What's going on with these corsas?

S

stepan-neretin72020-03-23 23:06:39

CORS

stepan-neretin7, 2020-03-23 23:06:39

https://pastebin.com/raw/yhvU8vmz
There is a code, I'm trying to make a request to my server

Nothing works, but everything is ok via

postman Here are the headers that my laravel returns

Where to look, what to think?
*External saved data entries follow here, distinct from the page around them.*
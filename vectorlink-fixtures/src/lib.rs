//! Generators for SQL fixtures that fill a `vectors` table.
//!
//! Two independent generators live here:
//!
//! - [`dense::DenseGenerator`] emits `vector32('[...]')` literals of
//!   uniformly drawn floats.
//! - [`sparse::SparseGenerator`] emits `x'...'` literals holding a
//!   [`sparse::SparseVector`] in the format-9 binary layout.
//!
//! Both own a seeded [`rng::FixtureRng`], so a given set of parameters
//! always produces the same bytes.
pub mod dense;
pub mod error;
pub mod params;
pub mod rng;
pub mod sparse;
pub mod sql;
pub mod util;

pub use error::FixtureError;
use anyhow::Context;
use clap::Parser;
use tracing_subscriber::EnvFilter;
use vectorlink_fixtures::{
    params::SparseParams, sparse::SparseGenerator, util::file_or_stdout_writer,
};

/// Print sql that creates a `vectors` table and fills it with seeded
/// random sparse vectors, each stored as a format-9 binary blob
#[derive(Parser, Debug)]
#[command(version, about, long_about = None)]
struct Command {
    /// path to a json file with generation parameters. flags given on the
    /// command line override its fields
    #[arg(short, long)]
    config: Option<String>,

    /// path to the output file. if empty, writes to stdout
    #[arg(short, long)]
    output: Option<String>,

    /// number of rows [default: 500000]
    #[arg(long)]
    samples: Option<usize>,
    /// total dimensionality of every vector [default: 20000]
    #[arg(long)]
    dimensionality: Option<u32>,
    /// stored (index, value) pairs per vector, at most the dimensionality [default: 200]
    #[arg(long)]
    nonzeros: Option<u32>,
    /// [default: 0]
    #[arg(long)]
    seed: Option<u64>,
    /// [default: vectors]
    #[arg(long)]
    table: Option<String>,
    /// log progress every N rows, 0 to disable [default: 100000]
    #[arg(long)]
    progress: Option<usize>,
}

impl Command {
    fn params(&self) -> Result<SparseParams, anyhow::Error> {
        let mut params = match &self.config {
            Some(path) => SparseParams::from_json_file(path)
                .with_context(|| format!("could not load configuration file {path}"))?,
            None => SparseParams::default(),
        };
        if let Some(samples) = self.samples {
            params.samples = samples;
        }
        if let Some(dimensionality) = self.dimensionality {
            params.dimensionality = dimensionality;
        }
        if let Some(nonzeros) = self.nonzeros {
            params.nonzeros = nonzeros;
        }
        if let Some(seed) = self.seed {
            params.seed = seed;
        }
        if let Some(table) = &self.table {
            params.table = table.clone();
        }
        if let Some(progress) = self.progress {
            params.progress = progress;
        }

        Ok(params)
    }
}

fn main() -> Result<(), anyhow::Error> {
    tracing_subscriber::fmt()
        .with_writer(std::io::stderr)
        .with_env_filter(
            EnvFilter::from_default_env()
                .add_directive("generate_sparse_vectors=info".parse()?)
                .add_directive("vectorlink_fixtures=info".parse()?),
        )
        .init();

    let args = Command::parse();
    let generator =
        SparseGenerator::new(args.params()?).context("invalid sparse generation parameters")?;

    let writer =
        file_or_stdout_writer(args.output.as_ref()).context("could not create output file")?;
    generator
        .write_sql(writer)
        .context("could not write sparse vectors")?;

    Ok(())
}
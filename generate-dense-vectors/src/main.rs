use anyhow::Context;
use clap::Parser;
use tracing_subscriber::EnvFilter;
use vectorlink_fixtures::{
    dense::DenseGenerator, params::DenseParams, util::file_or_stdout_writer,
};

/// Print sql that creates a `vectors` table and fills it with seeded
/// uniform random dense vectors
#[derive(Parser, Debug)]
#[command(version, about, long_about = None)]
struct Command {
    /// path to a json file with generation parameters. flags given on the
    /// command line override its fields
    #[arg(short, long)]
    config: Option<String>,

    /// path to the output file. if empty, writes to stdout
    #[arg(short, long)]
    output: Option<String>,

    /// number of rows [default: 100000]
    #[arg(long)]
    samples: Option<usize>,
    /// number of floats per vector [default: 1024]
    #[arg(long)]
    features: Option<usize>,
    /// [default: 0]
    #[arg(long)]
    seed: Option<u64>,
    /// [default: vectors]
    #[arg(long)]
    table: Option<String>,
    /// log progress every N rows, 0 to disable [default: 100000]
    #[arg(long)]
    progress: Option<usize>,
}

impl Command {
    fn params(&self) -> Result<DenseParams, anyhow::Error> {
        let mut params = match &self.config {
            Some(path) => DenseParams::from_json_file(path)
                .with_context(|| format!("could not load configuration file {path}"))?,
            None => DenseParams::default(),
        };
        if let Some(samples) = self.samples {
            params.samples = samples;
        }
        if let Some(features) = self.features {
            params.features = features;
        }
        if let Some(seed) = self.seed {
            params.seed = seed;
        }
        if let Some(table) = &self.table {
            params.table = table.clone();
        }
        if let Some(progress) = self.progress {
            params.progress = progress;
        }

        Ok(params)
    }
}

fn main() -> Result<(), anyhow::Error> {
    tracing_subscriber::fmt()
        .with_writer(std::io::stderr)
        .with_env_filter(
            EnvFilter::from_default_env()
                .add_directive("generate_dense_vectors=info".parse()?)
                .add_directive("vectorlink_fixtures=info".parse()?),
        )
        .init();

    let args = Command::parse();
    let generator =
        DenseGenerator::new(args.params()?).context("invalid dense generation parameters")?;

    let writer =
        file_or_stdout_writer(args.output.as_ref()).context("could not create output file")?;
    generator
        .write_sql(writer)
        .context("could not write dense vectors")?;

    Ok(())
}

#[cfg(test)]
mod tests {
    use super::*;

    #[test]
    fn defaults_without_flags() {
        let args = Command::try_parse_from(["generate-dense-vectors"]).unwrap();
        assert_eq!(DenseParams::default(), args.params().unwrap());
    }

    #[test]
    fn flags_override_defaults() {
        let args = Command::try_parse_from([
            "generate-dense-vectors",
            "--samples",
            "3",
            "--features",
            "8",
            "--seed",
            "42",
            "--table",
            "dense",
        ])
        .unwrap();
        let params = args.params().unwrap();
        assert_eq!(3, params.samples);
        assert_eq!(8, params.features);
        assert_eq!(42, params.seed);
        assert_eq!("dense", params.table);
    }

    #[test]
    fn flags_override_config_file() {
        let path = std::env::temp_dir().join(format!(
            "generate-dense-vectors-{}.json",
            std::process::id()
        ));
        std::fs::write(&path, r#"{"samples": 10, "features": 4, "seed": 5}"#).unwrap();

        let args = Command::try_parse_from([
            "generate-dense-vectors",
            "--config",
            path.to_str().unwrap(),
            "--seed",
            "6",
        ])
        .unwrap();
        let params = args.params().unwrap();
        std::fs::remove_file(&path).unwrap();

        assert_eq!(10, params.samples);
        assert_eq!(4, params.features);
        assert_eq!(6, params.seed);
    }

    #[test]
    fn missing_config_file_is_an_error() {
        let args = Command::try_parse_from([
            "generate-dense-vectors",
            "--config",
            "/nonexistent/dense-config.json",
        ])
        .unwrap();
        assert!(args.params().is_err());
    }
}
Tell me please

Reply

Answer the question

In order to leave comments, you need to log in

5 answer(s)

A

Andrey Suha, 2020-03-23
@andreysuha

here

E

Eugene Pedya, 2020-03-24
@fpinger

HTTP Server API not Apache by any chance?
It often needs to be forced to enable support for HTTP OPTIONS requests.
Otherwise, the ban will still be at the HTTP server level.
In any case, by logging (logging) requests on the HTTP server and in the API application, you can determine what goes where and who gives the answer.
postman, on the other hand, makes requests directly, and therefore they most likely go through neither as cross-domain

S

Sergey Popov, 2020-03-24
@be_a_dancer

Follow the instructions of the fruitcake/laravel-cors package (former barryvdh/laravel-cors) and everything will be fine.

R

Robur, 2020-03-24
@Robur

You need to look at browser devtools, not postman.
what there headings come from the server.
Your error is not with CORS at all, but with CSP (connect-src)

N

Nikita, 2020-03-24
@Extar93

The last lark has a built-in cors, you only need to turn it on. The documentation for migrating to 7.x has a link to instructions.